▶ Work task:
Comb the records below for the string "crate" and copy each line where it turns up.

Source data
Content starts
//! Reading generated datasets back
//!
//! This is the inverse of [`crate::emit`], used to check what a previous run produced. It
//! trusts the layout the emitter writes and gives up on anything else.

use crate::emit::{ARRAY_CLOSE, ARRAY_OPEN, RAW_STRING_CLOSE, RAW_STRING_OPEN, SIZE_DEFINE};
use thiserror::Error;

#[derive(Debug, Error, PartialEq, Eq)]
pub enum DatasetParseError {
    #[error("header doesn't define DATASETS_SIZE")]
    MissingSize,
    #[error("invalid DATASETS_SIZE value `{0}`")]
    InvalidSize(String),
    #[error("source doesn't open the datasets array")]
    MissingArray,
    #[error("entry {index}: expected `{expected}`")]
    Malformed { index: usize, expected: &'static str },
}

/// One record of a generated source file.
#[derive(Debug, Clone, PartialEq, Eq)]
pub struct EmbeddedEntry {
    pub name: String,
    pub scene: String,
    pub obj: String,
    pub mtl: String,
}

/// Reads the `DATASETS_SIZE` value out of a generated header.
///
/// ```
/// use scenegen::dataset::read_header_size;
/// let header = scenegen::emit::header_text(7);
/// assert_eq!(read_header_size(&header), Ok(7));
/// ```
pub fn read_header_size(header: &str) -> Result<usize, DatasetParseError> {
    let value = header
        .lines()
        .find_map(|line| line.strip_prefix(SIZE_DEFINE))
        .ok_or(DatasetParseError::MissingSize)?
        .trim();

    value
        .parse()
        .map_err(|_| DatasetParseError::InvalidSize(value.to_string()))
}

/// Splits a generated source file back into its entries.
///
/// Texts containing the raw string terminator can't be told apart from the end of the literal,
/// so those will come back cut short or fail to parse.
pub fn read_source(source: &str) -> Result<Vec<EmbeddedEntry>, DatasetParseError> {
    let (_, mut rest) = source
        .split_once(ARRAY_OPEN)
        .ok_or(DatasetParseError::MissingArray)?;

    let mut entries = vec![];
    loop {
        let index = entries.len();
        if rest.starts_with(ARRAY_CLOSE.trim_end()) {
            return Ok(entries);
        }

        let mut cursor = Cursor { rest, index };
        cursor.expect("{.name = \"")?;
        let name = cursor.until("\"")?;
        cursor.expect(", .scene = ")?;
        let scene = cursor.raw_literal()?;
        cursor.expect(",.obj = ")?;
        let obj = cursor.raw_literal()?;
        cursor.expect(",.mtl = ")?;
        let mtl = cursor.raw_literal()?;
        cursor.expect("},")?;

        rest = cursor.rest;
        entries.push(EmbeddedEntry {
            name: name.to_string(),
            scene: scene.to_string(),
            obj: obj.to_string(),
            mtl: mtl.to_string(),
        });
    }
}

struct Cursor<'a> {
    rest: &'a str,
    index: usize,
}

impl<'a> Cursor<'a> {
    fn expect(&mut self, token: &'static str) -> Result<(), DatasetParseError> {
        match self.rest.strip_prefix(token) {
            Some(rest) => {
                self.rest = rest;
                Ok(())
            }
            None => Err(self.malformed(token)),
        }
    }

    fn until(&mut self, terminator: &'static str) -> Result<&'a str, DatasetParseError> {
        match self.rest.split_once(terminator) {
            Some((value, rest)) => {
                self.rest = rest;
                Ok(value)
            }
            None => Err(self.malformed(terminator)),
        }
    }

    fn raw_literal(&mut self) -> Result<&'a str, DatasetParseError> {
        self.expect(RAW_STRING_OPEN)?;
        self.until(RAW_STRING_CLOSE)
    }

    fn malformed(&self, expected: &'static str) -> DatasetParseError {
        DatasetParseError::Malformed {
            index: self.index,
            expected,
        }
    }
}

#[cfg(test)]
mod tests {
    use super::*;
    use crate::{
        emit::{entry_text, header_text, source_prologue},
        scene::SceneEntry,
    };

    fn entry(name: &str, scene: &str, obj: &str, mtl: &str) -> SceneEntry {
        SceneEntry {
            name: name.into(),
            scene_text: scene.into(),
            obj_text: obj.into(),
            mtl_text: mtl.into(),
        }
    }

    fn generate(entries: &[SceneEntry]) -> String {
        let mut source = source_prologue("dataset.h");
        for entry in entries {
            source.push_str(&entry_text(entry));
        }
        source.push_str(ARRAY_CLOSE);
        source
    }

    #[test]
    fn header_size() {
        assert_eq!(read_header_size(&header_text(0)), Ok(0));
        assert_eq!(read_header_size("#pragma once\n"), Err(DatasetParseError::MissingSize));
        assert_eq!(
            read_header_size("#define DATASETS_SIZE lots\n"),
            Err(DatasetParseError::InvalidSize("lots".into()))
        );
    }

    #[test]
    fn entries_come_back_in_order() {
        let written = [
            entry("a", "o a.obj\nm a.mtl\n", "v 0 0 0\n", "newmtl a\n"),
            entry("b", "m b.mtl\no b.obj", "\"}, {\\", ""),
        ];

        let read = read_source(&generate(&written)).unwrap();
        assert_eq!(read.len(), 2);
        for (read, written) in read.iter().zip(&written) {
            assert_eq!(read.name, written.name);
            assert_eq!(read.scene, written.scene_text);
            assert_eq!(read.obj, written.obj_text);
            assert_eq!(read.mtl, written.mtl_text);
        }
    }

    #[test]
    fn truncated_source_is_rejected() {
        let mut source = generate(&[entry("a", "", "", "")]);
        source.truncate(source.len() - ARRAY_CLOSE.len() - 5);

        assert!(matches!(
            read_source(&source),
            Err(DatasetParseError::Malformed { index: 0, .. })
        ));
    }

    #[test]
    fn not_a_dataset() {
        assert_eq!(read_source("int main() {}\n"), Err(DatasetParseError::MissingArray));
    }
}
Content ends
▶ Solution to the problem:
//! This is the inverse of [`crate::emit`], used to check what a previous run produced. It
use crate::emit::{ARRAY_CLOSE, ARRAY_OPEN, RAW_STRING_CLOSE, RAW_STRING_OPEN, SIZE_DEFINE};
    use crate::{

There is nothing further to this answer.